The Tulsa World newspaper reported their presence at a downtown courthouse, but Veronica’s birth father, Dusten Brown, wasn’t seen. The hearing was closed to the public.

Brown has fought to maintain custody after a South Carolina court finalized the Capobiancos’ adoption in July. Brown’s attorneys and his American Indian tribe, the Cherokee Nation, have asked for a hearing to determine what’s in the girl’s best interests.

The tribe’s chief, Bill John Baker, told a crowd of members Sunday that the Oklahoma Supreme Court had finally granted those wishes.

“(The judges have) taken the stance that they have jurisdiction,” Baker said in remarks during a Texas gathering that was filmed and posted online. “They finally, after all this time, have decided it might be a good idea to do a best-interest hearing.”

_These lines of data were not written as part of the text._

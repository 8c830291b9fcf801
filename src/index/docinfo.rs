//! Document records: `docID;docName;docLength` lines.
//!
//! Each flush writes the records it completed to a per-generation file,
//! which is then appended to the committed `docInfo` file of the index.

use crate::error::{IndexError, Result};
use crate::index::types::{DocId, DocRecord};
use std::collections::BTreeMap;
use std::fs::{File, OpenOptions};
use std::io::{self, BufRead, BufReader, BufWriter, Write};
use std::path::Path;

const FIELD_SEPARATOR: char = ';';

/// Whether `name` fits on one docInfo line
pub fn is_valid_name(name: &str) -> bool {
    !name.contains(['\n', '\r'])
}

/// Format one record as a docInfo line (with trailing newline)
pub fn format_line(record: &DocRecord) -> String {
    format!(
        "{}{sep}{}{sep}{}\n",
        record.doc_id,
        record.name,
        record.length,
        sep = FIELD_SEPARATOR
    )
}

/// Parse one docInfo line. The name may itself contain `;`.
pub fn parse_line(line: &str, line_no: usize) -> Result<DocRecord> {
    let corrupt = |reason: &str| IndexError::CorruptTable {
        table: "docInfo",
        line: line_no,
        reason: reason.to_string(),
    };

    let (id, rest) = line
        .split_once(FIELD_SEPARATOR)
        .ok_or_else(|| corrupt("missing fields"))?;
    let (name, length) = rest
        .rsplit_once(FIELD_SEPARATOR)
        .ok_or_else(|| corrupt("missing length"))?;

    Ok(DocRecord {
        doc_id: id.trim().parse().map_err(|_| corrupt("bad docID"))?,
        name: name.to_string(),
        length: length.trim().parse().map_err(|_| corrupt("bad length"))?,
    })
}

/// docID -> record table
#[derive(Debug, Clone, Default)]
pub struct DocInfoTable {
    records: BTreeMap<DocId, DocRecord>,
}

impl DocInfoTable {
    pub fn new() -> Self {
        Self::default()
    }

    /// Register a document on first sighting; later calls keep the first name
    pub fn open_document(&mut self, doc_id: DocId, name: &str) {
        self.records
            .entry(doc_id)
            .or_insert_with(|| DocRecord::new(doc_id, name));
    }

    /// Count one indexed token for `doc_id`
    pub fn record_token(&mut self, doc_id: DocId) {
        self.records
            .entry(doc_id)
            .or_insert_with(|| DocRecord::new(doc_id, doc_id.to_string()))
            .length += 1;
    }

    pub fn insert(&mut self, record: DocRecord) {
        self.records.insert(record.doc_id, record);
    }

    pub fn get(&self, doc_id: DocId) -> Option<&DocRecord> {
        self.records.get(&doc_id)
    }

    pub fn name(&self, doc_id: DocId) -> Option<&str> {
        self.records.get(&doc_id).map(|r| r.name.as_str())
    }

    pub fn length(&self, doc_id: DocId) -> Option<u32> {
        self.records.get(&doc_id).map(|r| r.length)
    }

    pub fn len(&self) -> usize {
        self.records.len()
    }

    pub fn is_empty(&self) -> bool {
        self.records.is_empty()
    }

    /// Records in ascending docID order
    pub fn iter(&self) -> impl Iterator<Item = &DocRecord> {
        self.records.values()
    }

    /// Remove and return every record, keeping `retain` in the table
    pub fn drain_except(&mut self, retain: Option<DocId>) -> Vec<DocRecord> {
        let kept = retain.and_then(|id| self.records.remove(&id));
        let drained = std::mem::take(&mut self.records).into_values().collect();
        if let Some(record) = kept {
            self.records.insert(record.doc_id, record);
        }
        drained
    }

    /// Load a docInfo file; a missing file is an empty table
    pub fn load(path: &Path) -> Result<Self> {
        let file = match File::open(path) {
            Ok(file) => file,
            Err(e) if e.kind() == io::ErrorKind::NotFound => return Ok(Self::new()),
            Err(e) => return Err(e.into()),
        };

        let mut table = Self::new();
        for (i, line) in BufReader::new(file).lines().enumerate() {
            let line = line?;
            if line.is_empty() {
                continue;
            }
            table.insert(parse_line(&line, i + 1)?);
        }
        Ok(table)
    }
}

/// Write records to a fresh docInfo file, returning the number written
pub fn write_records<'a, I>(path: &Path, records: I) -> Result<usize>
where
    I: IntoIterator<Item = &'a DocRecord>,
{
    let mut out = BufWriter::new(File::create(path)?);
    let mut count = 0;
    for record in records {
        out.write_all(format_line(record).as_bytes())?;
        count += 1;
    }
    out.flush()?;
    Ok(count)
}

/// Append the lines of `src` to `dst`, creating `dst` if needed
pub fn append_file(src: &Path, dst: &Path) -> Result<u64> {
    let mut input = BufReader::new(File::open(src)?);
    let mut output = BufWriter::new(OpenOptions::new().create(true).append(true).open(dst)?);
    let copied = io::copy(&mut input, &mut output)?;
    output.flush()?;
    Ok(copied)
}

Others have rebutted Baker’s statement, insisting that the court had not called for such a proceeding. The court said Friday that it would rule on the case, but no further details were available.

Veronica lived with the Capobiancos for the first 27 months of her life, but Brown got custody in late 2011 through the Indian Child Welfare Act.

After the U.S. Supreme Court ruled this summer that Brown wrongly got custody, a South Carolina court finalized the Capobiancos’ adoption.

The decree has been registered in Oklahoma courts, allowing authorities there to enforce it, but Brown’s attorneys won a temporary stay from the state’s high court that blocked any immediate custody change.